In terms of weaponry, the armies of this period similarly appear to represent developments of late Roman practice. The archaeological record seems, from Anglo-Saxon England south to the more Mediterranean regions, to give an impression of warfare based at least partly on mobility and fluidity. Such analysis as there is suggests a predominance of weapons suitable for throwing and/or shooting, such as franciscae, angones, javelins and so on, alongside shield-bosses that similarly suggest a mobile form of fighting. They are designed, it seems to catch and parry blades in a fencing style of fighting. These weapons are found alongside weaponry for close-in fighting but overall a tactical practice that was not dissimilar to that, as far as it can be established, of the late Roman army does not seem implausible, with volleys of missile weapons before hand-to-hand-fighting.
Armies and the State (1)
In terms of its relationship to the government of the realm, though, it can be concluded that, across the post-imperial West, the army served as an instrument of royal power. In the situation following the disintegration of the western Empire, the kings held all the aces in their relationships with an aristocracy which, in some areas, such as Britain and northern Gaul, needed royal service and patronage as the best means of maintaining any sort of local social pre-eminence and, in others such as Spain, southern Gaul and Italy, needed this sort of favour in order to maintain the sort of active involvement in large-scale politics to which it had become accustomed under the Empire, and to maintain its position within its peer group. The more established Roman senatorial aristocracies of places like Aquitaine and Italy were increasingly driven to seek royal office, and indeed to seek roles with a military command, as their local political dominance was threatened as the kings introduced their own followers – their Franks or Goths – as their agents into regional society and politics. Such officials had greater de facto power because of their military command and their direct link to the king, however much greater the ancestral and cultural standing, or landholding wealth, of the old Roman nobility might have been. Thus aristocrats who were potentially capable of dominating and indeed governing their regions were bound into the Merovingian state by their participation in the competition for the favours, patronage and offices bestowed by the Frankish kings. Aquitaine remained firmly a part of the Frankish kingdom without kings ever having to go there. Compare that with the situation in the ninth century. As a result of these royal policies, the army could be, and was, used as a coercive force by the kings against rebellious aristocrats.

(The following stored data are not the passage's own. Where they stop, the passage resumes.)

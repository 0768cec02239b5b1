use crate::errors::StoreError;
use crate::ports::outbound::KeyValueStore;
use std::collections::HashMap;

/// In-memory key-value store for tests and embedding.
#[derive(Debug, Default, Clone)]
pub struct InMemoryKVStore {
    data: HashMap<String, Vec<u8>>,
    puts: usize,
}

impl InMemoryKVStore {
    pub fn new() -> Self {
        Self::default()
    }

    /// Number of keys held.
    pub fn len(&self) -> usize {
        self.data.len()
    }

    pub fn is_empty(&self) -> bool {
        self.data.is_empty()
    }

    /// Total `put` calls served, including overwrites.
    pub fn put_count(&self) -> usize {
        self.puts
    }

    /// Keys in sorted order.
    pub fn keys(&self) -> Vec<String> {
        let mut keys: Vec<_> = self.data.keys().cloned().collect();
        keys.sort();
        keys
    }
}

impl KeyValueStore for InMemoryKVStore {
    fn get(&self, key: &str) -> Result<Option<Vec<u8>>, StoreError> {
        Ok(self.data.get(key).cloned())
    }

    fn put(&mut self, key: &str, value: &[u8]) -> Result<(), StoreError> {
        self.data.insert(key.to_string(), value.to_vec());
        self.puts += 1;
        Ok(())
    }

    fn exists(&self, key: &str) -> Result<bool, StoreError> {
        Ok(self.data.contains_key(key))
    }
}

I suspect that similar dynamics were at play in the Ostrogothic kingdom. Areas close to Theoderic’s capitals in the north probably functioned much like the northern regions of the Frankish kingdom. Areas further away probably saw similar dynamics to those visible in Aquitaine.
An alternative situation is visible in Spain, and this might partly explain why the evidence is less clear even than that from Gaul. The royal dynasty of the Visigoths was extinguished by a Frank called Besso in 532. The last king of the line, Amalaric, had not reigned in his own right for very long; before that the realm was under the not unsuccessful leadership of the Ostrogothic general Theudis. The crisis of 507-10, the expulsion from Gaul and the minority of Amalaric that followed came not very long after the start of the kingdom of Toulouse’s expansion into Spain. Not only that, but possibly fairly successful, though temporary and badly documented, campaigning continued in Gaul until the 530s. Gregory of Tours lets slip that the Goths retook much of the territory lost to Clovis, these campaigns of reconquest presumably being led by Theudis. All of these features probably explain why the Gothic kingdom in Iberia should I think not be seen as a kingdom covering all of the peninsula outside the control of the Suevic realm of the north-west but as little more than a loose hegemony outside a band of directly-controlled territory extending from the north-east, around Barcelona, through to perhaps Mérida. The crisis of Agila’s reign was produced by a defeat at the hands of the citizens of Cordoba, and similar, evidently city- or local senate-based polities appear in the sources for Leuvigild’s reign – they had, I assume, always been there. It is, in my opinion, not coincidental that the distribution of furnished burials, and especially of burials with weapons, lies around the fringes of this kingdom, where rival bases for local power might have been in competition.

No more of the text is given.